Léim ar aghaidh chuig an bpríomhábhar
Gnáthamharc

Dáil Éireann díospóireacht -
Wednesday, 9 Jul 1997

Vol. 480 No. 2

Written Answers. - Operational Programme for Human Resources Development.

Tony Gregory

Ceist:

70 Mr. Gregory asked the Tánaiste and Minister for Enterprise and Employment the responsibilities of her Department under the Operational Programme for Human Resources Development, 1994-99; the responsibility, if any, her Department has under this programme or in general to ensure that all of its implementing agencies' processes and services are carried out in an equitable manner; if so, the way in which the Department supervises its implementing agencies to ensure equitable treatment of members of the public; and if she will make a statement on the matter. [13782/97]

My Department's responsibilities under the Operational Programme for Human Resources Development are several fold. It provides the secretariat and chairman for, and is a direct participant on, the monitoring committee which has overall responsibility for managing and implementing the programme. The monitoring committee is a partnership structure between the European Commission and the Irish Administration, comprising representatives of the relevant Commission directorates, Government Departments and their implementing agencies and the social partners. As the national authority for the European Social Fund, it has responsibility for drawing down and disbursing the European Social Fund component of the programme and for acting as secretariat to the monitoring committee in so far as accounting for expenditure and reporting on progress on the implementation of the programme is concerned. It has policy responsibility for the specific components of the programme which are delivered by FÁS in the domain of continuing training and other labour market measures.

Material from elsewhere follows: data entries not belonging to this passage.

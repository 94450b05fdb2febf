//! Integration tests for tree operations across a whole document lifecycle

use scriptory_document::{
    storage, BlockSource, BlockTree, Document, DocumentId, DocumentStore, FileStore, Run,
    TreeError,
};
use scriptory_templates::{BlockKind, DocumentType};

fn build_screenplay(tree: &mut BlockTree, scenes: usize) {
    let root = tree.root();
    for i in 0..scenes {
        let index = tree.children(root).len();
        tree.insert_block(
            root,
            index,
            BlockKind::SceneHeading,
            vec![Run::plain(format!("INT. ROOM {} - DAY", i + 1))],
        )
        .unwrap();
        tree.insert_block(root, index + 1, BlockKind::Action, vec![Run::plain("Something happens.")])
            .unwrap();
    }
}

#[test]
fn test_failed_operations_leave_tree_unchanged() {
    let mut tree = BlockTree::new(DocumentType::Screenplay);
    build_screenplay(&mut tree, 3);
    let before = tree.live_blocks();

    let root = tree.root();
    let first = tree.document_order()[0];

    assert!(tree.insert_block(first, 0, BlockKind::Action, vec![]).is_err());
    assert_eq!(tree.delete_block(root), Err(TreeError::RootImmutable));
    assert!(tree.move_block(root, first, 0).is_err());
    assert!(tree.edit_text(first, 0..500, vec![]).is_err());
    assert!(tree.set_kind(first, BlockKind::Panel).is_err());

    assert_eq!(tree.live_blocks(), before);
}

#[test]
fn test_delete_restore_is_identity() {
    let mut tree = BlockTree::new(DocumentType::Screenplay);
    build_screenplay(&mut tree, 4);
    let before = tree.live_blocks();

    let victim = tree.document_order()[2];
    let placement = tree.delete_block(victim).unwrap();
    assert_eq!(tree.live_count(), before.len() - 1);

    tree.restore_block(victim, placement.parent, placement.index).unwrap();
    assert_eq!(tree.live_blocks(), before);
}

#[test]
fn test_move_then_move_back_is_identity() {
    let mut tree = BlockTree::new(DocumentType::Screenplay);
    let root = tree.root();
    let act = tree.insert_block(root, 0, BlockKind::FolderMarker, vec![Run::plain("ACT I")]).unwrap();
    build_screenplay(&mut tree, 2);
    let before = tree.live_blocks();

    let scene = tree.children(root)[1];
    let old = tree.move_block(scene, act, 0).unwrap();
    assert_eq!(tree.children(act), &[scene]);
    assert_eq!(tree.document_order()[1], scene);

    tree.move_block(scene, old.parent, old.index).unwrap();
    assert_eq!(tree.live_blocks(), before);
}

#[test]
fn test_edit_then_reinsert_removed_runs_is_identity() {
    let mut tree = BlockTree::new(DocumentType::Screenplay);
    build_screenplay(&mut tree, 1);
    let action = tree.document_order()[1];
    let before = tree.live_blocks();

    let removed = tree.edit_plain(action, 0..9, "Nothing").unwrap();
    assert_eq!(tree.text(action).unwrap(), "Nothing happens.");

    tree.edit_text(action, 0..7, removed).unwrap();
    assert_eq!(tree.live_blocks(), before);
}

#[test]
fn test_snapshots_are_send_and_sync() {
    fn assert_send_sync<T: Send + Sync>(_: &T) {}

    let mut tree = BlockTree::new(DocumentType::Screenplay);
    build_screenplay(&mut tree, 2);
    let snapshot = tree.snapshot();
    assert_send_sync(&snapshot);

    let handle = std::thread::spawn(move || snapshot.document_order().len());
    assert_eq!(handle.join().unwrap(), 4);
}

#[test]
fn test_file_store_round_trip_keeps_handles() {
    let dir = tempfile::tempdir().unwrap();
    let mut store = FileStore::new(dir.path());

    let mut doc = Document::new(DocumentId::from_key("pilot.fountain"), DocumentType::Screenplay);
    build_screenplay(&mut doc.tree, 2);
    let doomed = doc.tree.document_order()[3];
    doc.tree.delete_block(doomed).unwrap();
    doc.tree.purge_tombstones();
    store.save(&doc).unwrap();

    let mut loaded = store.load(&doc.id).unwrap();
    assert_eq!(loaded.tree.live_blocks(), doc.tree.live_blocks());

    // A purged handle is never handed out again
    let root = loaded.root();
    let fresh = loaded.tree.insert_block(root, 0, BlockKind::Action, vec![]).unwrap();
    assert_ne!(fresh, doomed);

    let json = storage::to_json(&loaded).unwrap();
    assert!(json.contains("\"schema_version\": 2"));
}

Responsibility for ensuring that measures under the programme are implemented in an equitable manner rests in the first instance with implementing agencies and their boards where relevant, for example, FÁS and the NRB, over-seen from policy perspective by their parent Departments — the Departments of Enterprise and Employment and Health in the foregoing instances — or by Departments where they are the direct implementing agencies, for example, the Departments of Education and Justice. The monitoring committee also provides overarching supervision of the implementation of the programme.

I have no reason to believe that the measures under the programme are delivered in other than an equitable and proper manner and, given the arrangements outlined, I believe that they are sufficient to ensure that that remains the case.